**Your instructions**
Where does the word "invocations" occur in the entries below? Copy every line that has it.

**Material supplied**
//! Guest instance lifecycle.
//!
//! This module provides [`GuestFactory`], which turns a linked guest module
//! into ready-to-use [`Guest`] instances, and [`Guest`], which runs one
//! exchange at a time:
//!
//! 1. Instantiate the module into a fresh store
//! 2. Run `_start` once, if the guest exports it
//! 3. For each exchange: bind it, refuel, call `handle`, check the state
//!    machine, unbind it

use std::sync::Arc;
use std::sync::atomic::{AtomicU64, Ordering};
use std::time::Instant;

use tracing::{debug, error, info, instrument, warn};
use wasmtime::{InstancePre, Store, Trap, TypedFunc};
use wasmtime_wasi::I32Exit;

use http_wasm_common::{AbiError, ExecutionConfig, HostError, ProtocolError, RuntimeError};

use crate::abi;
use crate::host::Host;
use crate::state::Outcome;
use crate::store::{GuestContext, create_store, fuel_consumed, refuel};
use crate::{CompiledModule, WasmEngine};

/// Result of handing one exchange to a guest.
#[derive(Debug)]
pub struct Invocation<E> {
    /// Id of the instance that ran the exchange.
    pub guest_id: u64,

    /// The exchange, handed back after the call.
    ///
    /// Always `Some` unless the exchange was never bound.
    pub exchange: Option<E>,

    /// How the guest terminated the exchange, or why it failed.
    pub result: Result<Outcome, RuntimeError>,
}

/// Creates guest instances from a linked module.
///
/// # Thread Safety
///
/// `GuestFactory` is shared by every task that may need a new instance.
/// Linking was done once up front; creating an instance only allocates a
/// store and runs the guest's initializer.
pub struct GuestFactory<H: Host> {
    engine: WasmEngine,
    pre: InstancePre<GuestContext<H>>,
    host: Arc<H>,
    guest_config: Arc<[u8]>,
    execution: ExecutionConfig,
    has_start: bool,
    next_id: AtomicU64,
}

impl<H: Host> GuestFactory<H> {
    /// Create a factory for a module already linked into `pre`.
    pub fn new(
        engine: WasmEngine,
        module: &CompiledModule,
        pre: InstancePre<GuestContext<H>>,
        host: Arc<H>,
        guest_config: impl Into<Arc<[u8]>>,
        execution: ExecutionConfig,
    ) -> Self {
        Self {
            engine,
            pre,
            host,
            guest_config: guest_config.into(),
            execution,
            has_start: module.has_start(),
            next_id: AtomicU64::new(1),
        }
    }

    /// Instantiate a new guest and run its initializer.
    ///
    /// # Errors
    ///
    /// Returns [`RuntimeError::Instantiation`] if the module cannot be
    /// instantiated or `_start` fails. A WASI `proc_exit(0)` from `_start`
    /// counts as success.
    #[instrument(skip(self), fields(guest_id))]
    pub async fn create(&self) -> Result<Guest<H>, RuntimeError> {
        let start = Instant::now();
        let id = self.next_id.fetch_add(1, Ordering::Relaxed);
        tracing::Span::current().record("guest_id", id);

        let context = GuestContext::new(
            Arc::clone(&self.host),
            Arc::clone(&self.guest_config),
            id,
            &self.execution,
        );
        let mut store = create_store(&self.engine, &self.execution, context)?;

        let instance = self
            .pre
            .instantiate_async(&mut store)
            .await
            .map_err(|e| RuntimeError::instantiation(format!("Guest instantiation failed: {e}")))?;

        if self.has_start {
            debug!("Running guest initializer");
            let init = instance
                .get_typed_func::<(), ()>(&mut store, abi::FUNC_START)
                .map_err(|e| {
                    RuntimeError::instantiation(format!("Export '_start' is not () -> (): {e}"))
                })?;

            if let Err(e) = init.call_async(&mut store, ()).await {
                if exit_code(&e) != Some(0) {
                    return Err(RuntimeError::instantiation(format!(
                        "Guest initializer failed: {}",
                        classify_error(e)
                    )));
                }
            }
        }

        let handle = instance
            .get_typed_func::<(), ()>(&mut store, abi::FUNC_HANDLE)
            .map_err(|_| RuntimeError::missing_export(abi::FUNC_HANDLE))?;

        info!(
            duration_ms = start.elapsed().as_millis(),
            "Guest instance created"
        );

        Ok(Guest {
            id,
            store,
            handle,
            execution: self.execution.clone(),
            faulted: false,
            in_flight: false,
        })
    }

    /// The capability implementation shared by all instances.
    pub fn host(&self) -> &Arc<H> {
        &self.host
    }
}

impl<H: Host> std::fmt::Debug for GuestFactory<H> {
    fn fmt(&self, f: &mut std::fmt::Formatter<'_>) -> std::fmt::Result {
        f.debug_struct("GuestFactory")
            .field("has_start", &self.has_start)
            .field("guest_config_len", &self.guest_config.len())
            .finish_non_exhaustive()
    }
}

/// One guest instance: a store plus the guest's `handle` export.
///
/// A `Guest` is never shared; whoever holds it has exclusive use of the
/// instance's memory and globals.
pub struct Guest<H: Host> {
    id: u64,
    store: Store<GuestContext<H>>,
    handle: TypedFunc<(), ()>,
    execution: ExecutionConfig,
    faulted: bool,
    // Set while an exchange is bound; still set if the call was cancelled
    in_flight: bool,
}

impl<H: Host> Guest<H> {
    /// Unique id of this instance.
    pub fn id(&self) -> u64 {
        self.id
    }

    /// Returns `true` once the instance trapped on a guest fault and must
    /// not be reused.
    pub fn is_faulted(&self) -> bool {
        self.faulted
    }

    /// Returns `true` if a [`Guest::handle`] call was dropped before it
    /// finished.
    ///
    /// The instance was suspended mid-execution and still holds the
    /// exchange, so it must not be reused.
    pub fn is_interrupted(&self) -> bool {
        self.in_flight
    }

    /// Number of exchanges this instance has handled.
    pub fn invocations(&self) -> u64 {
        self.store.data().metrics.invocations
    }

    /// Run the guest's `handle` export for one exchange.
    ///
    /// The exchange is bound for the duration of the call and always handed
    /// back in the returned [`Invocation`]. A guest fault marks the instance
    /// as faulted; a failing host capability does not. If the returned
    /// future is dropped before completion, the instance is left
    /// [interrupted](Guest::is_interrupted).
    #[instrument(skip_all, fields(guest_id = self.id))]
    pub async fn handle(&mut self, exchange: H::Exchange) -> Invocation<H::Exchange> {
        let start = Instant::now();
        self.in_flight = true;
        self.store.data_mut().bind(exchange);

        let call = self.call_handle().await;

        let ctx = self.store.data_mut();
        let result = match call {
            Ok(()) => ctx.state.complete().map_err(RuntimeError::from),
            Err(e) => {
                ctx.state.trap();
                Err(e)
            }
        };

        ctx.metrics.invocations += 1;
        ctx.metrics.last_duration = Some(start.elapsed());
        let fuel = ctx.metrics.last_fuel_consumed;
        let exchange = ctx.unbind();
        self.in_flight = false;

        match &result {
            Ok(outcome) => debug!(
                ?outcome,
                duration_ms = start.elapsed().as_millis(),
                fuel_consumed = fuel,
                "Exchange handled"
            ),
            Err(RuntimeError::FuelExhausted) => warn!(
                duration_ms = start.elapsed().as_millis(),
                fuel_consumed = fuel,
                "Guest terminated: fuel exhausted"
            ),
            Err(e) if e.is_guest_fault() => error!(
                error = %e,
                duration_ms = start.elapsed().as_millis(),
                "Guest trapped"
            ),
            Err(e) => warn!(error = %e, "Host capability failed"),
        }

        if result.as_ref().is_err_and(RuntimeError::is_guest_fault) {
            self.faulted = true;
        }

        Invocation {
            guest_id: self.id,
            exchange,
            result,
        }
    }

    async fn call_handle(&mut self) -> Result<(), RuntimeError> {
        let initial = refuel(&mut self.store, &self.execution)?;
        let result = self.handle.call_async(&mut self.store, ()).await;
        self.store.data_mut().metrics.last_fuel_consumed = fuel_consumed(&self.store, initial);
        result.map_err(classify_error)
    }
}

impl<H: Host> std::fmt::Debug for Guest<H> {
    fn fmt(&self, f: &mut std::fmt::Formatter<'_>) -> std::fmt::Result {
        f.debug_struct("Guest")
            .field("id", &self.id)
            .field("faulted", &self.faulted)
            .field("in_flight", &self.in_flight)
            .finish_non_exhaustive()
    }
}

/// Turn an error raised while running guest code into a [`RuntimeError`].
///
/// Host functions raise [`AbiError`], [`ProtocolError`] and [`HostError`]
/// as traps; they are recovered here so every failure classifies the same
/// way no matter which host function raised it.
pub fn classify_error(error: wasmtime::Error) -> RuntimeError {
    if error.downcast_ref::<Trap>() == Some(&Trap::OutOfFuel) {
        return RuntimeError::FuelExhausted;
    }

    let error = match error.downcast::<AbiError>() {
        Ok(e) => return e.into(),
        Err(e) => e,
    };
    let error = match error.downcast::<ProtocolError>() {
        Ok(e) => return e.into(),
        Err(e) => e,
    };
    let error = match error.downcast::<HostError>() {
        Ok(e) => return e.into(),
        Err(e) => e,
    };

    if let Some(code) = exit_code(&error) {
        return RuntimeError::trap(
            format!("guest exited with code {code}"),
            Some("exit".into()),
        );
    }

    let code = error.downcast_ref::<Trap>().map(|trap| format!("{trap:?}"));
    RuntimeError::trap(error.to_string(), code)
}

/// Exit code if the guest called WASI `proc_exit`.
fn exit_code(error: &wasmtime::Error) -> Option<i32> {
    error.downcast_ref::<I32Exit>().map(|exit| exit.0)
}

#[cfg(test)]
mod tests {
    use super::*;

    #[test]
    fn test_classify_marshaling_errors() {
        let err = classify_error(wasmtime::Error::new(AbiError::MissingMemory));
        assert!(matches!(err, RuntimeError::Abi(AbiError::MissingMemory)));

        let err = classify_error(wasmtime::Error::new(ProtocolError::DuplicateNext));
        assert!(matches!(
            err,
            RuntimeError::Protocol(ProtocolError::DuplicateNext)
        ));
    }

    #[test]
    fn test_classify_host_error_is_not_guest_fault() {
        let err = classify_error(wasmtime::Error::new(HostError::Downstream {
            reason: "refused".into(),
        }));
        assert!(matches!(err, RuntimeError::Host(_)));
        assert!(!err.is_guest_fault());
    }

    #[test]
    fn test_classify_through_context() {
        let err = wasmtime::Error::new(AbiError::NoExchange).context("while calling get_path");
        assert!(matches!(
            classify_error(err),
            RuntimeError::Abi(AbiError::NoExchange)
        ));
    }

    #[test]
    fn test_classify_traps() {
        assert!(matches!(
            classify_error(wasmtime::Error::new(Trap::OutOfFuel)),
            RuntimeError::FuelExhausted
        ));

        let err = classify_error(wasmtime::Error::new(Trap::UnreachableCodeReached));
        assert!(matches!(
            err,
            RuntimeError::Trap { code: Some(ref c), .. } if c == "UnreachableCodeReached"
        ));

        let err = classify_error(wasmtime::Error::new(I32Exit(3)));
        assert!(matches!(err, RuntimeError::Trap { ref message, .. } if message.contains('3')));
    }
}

---

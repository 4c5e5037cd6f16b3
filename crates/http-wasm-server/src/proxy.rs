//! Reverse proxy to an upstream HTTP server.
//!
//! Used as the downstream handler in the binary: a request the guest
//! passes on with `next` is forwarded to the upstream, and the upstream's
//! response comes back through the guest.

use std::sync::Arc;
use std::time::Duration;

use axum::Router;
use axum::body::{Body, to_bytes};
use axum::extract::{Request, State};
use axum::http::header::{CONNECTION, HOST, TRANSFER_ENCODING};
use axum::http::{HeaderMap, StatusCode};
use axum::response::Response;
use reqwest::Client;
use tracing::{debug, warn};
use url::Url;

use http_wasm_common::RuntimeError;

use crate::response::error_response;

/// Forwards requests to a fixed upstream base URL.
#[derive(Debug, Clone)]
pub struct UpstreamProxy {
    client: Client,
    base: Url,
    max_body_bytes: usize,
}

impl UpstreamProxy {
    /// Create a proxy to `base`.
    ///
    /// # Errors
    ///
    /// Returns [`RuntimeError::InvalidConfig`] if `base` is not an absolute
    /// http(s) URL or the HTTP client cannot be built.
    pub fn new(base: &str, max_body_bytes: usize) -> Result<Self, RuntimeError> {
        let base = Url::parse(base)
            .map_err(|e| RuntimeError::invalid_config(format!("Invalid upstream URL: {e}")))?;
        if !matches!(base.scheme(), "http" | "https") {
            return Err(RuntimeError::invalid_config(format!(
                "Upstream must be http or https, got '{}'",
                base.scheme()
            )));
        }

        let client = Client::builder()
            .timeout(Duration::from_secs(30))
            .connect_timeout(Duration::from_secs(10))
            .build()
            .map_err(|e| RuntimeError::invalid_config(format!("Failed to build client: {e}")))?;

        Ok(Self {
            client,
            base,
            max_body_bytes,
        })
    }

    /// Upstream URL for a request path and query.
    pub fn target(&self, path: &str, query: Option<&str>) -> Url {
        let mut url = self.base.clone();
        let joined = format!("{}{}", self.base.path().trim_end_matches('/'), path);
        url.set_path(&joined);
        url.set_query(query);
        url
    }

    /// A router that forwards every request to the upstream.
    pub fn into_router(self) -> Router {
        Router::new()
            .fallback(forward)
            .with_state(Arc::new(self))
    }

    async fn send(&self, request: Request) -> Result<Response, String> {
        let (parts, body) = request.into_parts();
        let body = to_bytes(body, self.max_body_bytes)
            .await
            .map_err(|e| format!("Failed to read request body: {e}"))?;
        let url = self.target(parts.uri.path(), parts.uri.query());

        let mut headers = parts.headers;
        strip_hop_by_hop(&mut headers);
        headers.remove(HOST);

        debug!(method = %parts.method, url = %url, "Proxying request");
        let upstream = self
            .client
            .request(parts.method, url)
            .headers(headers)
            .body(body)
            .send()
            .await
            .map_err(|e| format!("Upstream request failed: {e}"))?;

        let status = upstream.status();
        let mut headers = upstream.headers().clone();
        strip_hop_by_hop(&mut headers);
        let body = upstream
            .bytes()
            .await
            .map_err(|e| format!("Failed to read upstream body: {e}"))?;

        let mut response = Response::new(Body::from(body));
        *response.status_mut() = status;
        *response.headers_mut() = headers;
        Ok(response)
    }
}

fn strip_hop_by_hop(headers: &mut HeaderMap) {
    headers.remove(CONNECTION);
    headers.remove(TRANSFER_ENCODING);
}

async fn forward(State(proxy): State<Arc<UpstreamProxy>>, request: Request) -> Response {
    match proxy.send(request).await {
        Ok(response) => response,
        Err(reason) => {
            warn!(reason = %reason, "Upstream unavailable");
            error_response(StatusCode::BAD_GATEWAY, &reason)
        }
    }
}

---

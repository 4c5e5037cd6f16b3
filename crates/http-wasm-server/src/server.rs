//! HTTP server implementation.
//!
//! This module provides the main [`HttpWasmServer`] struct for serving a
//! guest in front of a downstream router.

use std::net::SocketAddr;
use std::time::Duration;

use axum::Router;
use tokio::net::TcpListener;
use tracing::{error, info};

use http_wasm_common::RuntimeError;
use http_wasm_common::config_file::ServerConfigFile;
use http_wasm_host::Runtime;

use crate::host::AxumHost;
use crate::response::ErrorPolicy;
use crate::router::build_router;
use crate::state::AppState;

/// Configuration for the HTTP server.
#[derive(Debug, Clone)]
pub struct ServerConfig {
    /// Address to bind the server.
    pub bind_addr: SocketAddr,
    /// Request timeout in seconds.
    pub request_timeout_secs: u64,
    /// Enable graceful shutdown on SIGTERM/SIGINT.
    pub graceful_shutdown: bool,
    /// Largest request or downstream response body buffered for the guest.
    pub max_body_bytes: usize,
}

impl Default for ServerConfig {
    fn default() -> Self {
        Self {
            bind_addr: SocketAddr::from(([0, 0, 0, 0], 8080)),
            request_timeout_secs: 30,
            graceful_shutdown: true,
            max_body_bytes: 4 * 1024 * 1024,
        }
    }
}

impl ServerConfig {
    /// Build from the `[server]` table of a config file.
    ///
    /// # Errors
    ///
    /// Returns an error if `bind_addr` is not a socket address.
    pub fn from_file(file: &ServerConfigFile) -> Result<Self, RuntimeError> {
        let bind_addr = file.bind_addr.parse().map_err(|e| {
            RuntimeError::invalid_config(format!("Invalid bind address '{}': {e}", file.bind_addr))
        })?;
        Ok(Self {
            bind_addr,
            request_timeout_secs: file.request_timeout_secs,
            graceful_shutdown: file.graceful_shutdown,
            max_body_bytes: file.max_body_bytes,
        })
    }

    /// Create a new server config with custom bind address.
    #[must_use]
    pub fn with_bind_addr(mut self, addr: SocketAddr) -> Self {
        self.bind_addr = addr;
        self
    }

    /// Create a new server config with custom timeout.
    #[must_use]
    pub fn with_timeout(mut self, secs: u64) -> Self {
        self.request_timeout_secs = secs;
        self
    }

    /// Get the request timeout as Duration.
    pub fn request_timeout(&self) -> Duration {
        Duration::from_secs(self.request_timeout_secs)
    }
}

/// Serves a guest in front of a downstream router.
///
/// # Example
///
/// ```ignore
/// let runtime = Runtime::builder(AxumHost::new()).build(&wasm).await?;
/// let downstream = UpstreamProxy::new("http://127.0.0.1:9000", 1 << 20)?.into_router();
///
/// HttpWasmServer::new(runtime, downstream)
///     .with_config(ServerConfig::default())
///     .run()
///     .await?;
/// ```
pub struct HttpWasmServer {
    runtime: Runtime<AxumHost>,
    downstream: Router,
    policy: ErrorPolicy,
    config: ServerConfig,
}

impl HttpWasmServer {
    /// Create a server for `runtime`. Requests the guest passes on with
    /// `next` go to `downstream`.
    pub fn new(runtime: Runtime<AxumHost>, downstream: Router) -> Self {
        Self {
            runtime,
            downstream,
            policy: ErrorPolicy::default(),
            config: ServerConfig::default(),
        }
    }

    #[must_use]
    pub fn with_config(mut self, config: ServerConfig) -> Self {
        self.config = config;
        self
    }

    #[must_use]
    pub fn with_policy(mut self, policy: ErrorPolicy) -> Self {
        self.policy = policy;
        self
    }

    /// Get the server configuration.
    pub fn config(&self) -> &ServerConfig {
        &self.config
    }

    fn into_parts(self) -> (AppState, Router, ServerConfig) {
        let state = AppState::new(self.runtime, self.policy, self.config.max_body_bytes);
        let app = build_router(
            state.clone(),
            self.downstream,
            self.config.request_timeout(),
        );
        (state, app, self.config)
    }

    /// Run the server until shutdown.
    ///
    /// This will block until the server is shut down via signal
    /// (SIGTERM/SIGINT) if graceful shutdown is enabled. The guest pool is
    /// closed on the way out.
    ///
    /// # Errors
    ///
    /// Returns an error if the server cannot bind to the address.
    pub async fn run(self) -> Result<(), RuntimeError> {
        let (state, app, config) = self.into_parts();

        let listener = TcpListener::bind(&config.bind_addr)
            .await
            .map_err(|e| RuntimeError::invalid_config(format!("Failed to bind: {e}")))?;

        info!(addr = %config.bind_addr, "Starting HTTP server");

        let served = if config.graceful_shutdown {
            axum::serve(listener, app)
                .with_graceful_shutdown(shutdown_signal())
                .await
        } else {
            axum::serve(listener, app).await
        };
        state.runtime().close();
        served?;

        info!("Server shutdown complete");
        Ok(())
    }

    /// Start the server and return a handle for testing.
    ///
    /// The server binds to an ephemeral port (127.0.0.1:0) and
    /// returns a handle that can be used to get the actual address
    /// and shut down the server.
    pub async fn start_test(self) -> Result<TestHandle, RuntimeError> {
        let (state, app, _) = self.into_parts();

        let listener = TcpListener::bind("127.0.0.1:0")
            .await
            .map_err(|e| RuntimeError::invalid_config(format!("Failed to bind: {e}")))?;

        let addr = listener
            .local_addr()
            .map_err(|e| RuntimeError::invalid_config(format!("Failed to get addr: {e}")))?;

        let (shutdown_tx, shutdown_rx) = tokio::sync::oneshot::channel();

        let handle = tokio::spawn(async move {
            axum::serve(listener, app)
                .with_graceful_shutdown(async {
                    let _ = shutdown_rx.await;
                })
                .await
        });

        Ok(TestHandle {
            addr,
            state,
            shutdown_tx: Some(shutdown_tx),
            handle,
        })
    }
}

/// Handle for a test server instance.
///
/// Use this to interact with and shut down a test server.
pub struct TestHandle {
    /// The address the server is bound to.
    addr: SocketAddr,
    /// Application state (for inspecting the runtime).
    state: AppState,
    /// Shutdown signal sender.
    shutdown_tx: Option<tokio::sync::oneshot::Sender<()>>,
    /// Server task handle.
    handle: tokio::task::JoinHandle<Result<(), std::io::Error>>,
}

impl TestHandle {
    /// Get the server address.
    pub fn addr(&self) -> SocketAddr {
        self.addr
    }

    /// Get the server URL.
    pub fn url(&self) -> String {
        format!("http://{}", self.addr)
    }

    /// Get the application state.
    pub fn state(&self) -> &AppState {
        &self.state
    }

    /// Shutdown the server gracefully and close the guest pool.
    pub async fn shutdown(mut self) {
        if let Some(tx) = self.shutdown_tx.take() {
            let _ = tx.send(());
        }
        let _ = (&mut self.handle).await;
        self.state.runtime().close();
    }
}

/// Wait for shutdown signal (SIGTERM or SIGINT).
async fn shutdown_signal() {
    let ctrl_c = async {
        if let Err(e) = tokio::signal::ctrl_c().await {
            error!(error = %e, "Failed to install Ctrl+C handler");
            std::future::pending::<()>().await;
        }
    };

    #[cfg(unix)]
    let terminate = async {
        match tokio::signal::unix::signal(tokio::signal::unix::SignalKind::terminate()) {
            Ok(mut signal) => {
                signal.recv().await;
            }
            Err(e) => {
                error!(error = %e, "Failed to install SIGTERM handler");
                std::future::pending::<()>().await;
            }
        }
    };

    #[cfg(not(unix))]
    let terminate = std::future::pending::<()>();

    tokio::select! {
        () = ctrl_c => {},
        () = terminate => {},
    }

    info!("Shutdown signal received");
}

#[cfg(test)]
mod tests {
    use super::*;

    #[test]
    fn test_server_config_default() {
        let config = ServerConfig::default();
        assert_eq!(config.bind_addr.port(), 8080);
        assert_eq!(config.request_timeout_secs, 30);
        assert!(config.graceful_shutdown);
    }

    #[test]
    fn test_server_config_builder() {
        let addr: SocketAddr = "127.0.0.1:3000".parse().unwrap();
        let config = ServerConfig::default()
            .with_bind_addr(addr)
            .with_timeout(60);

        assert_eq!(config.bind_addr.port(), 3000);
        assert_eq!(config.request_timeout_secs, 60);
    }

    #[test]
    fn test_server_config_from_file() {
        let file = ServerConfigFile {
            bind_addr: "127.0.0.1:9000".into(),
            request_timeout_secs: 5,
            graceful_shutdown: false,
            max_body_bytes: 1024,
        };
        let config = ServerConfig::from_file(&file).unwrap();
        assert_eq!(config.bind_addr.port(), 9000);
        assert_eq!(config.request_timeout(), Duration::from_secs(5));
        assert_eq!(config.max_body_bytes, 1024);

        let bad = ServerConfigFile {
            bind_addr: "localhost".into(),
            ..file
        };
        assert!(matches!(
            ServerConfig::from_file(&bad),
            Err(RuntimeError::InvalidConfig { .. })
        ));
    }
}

**Completed task**
    pub fn invocations(&self) -> u64 {
        self.store.data().metrics.invocations
        ctx.metrics.invocations += 1;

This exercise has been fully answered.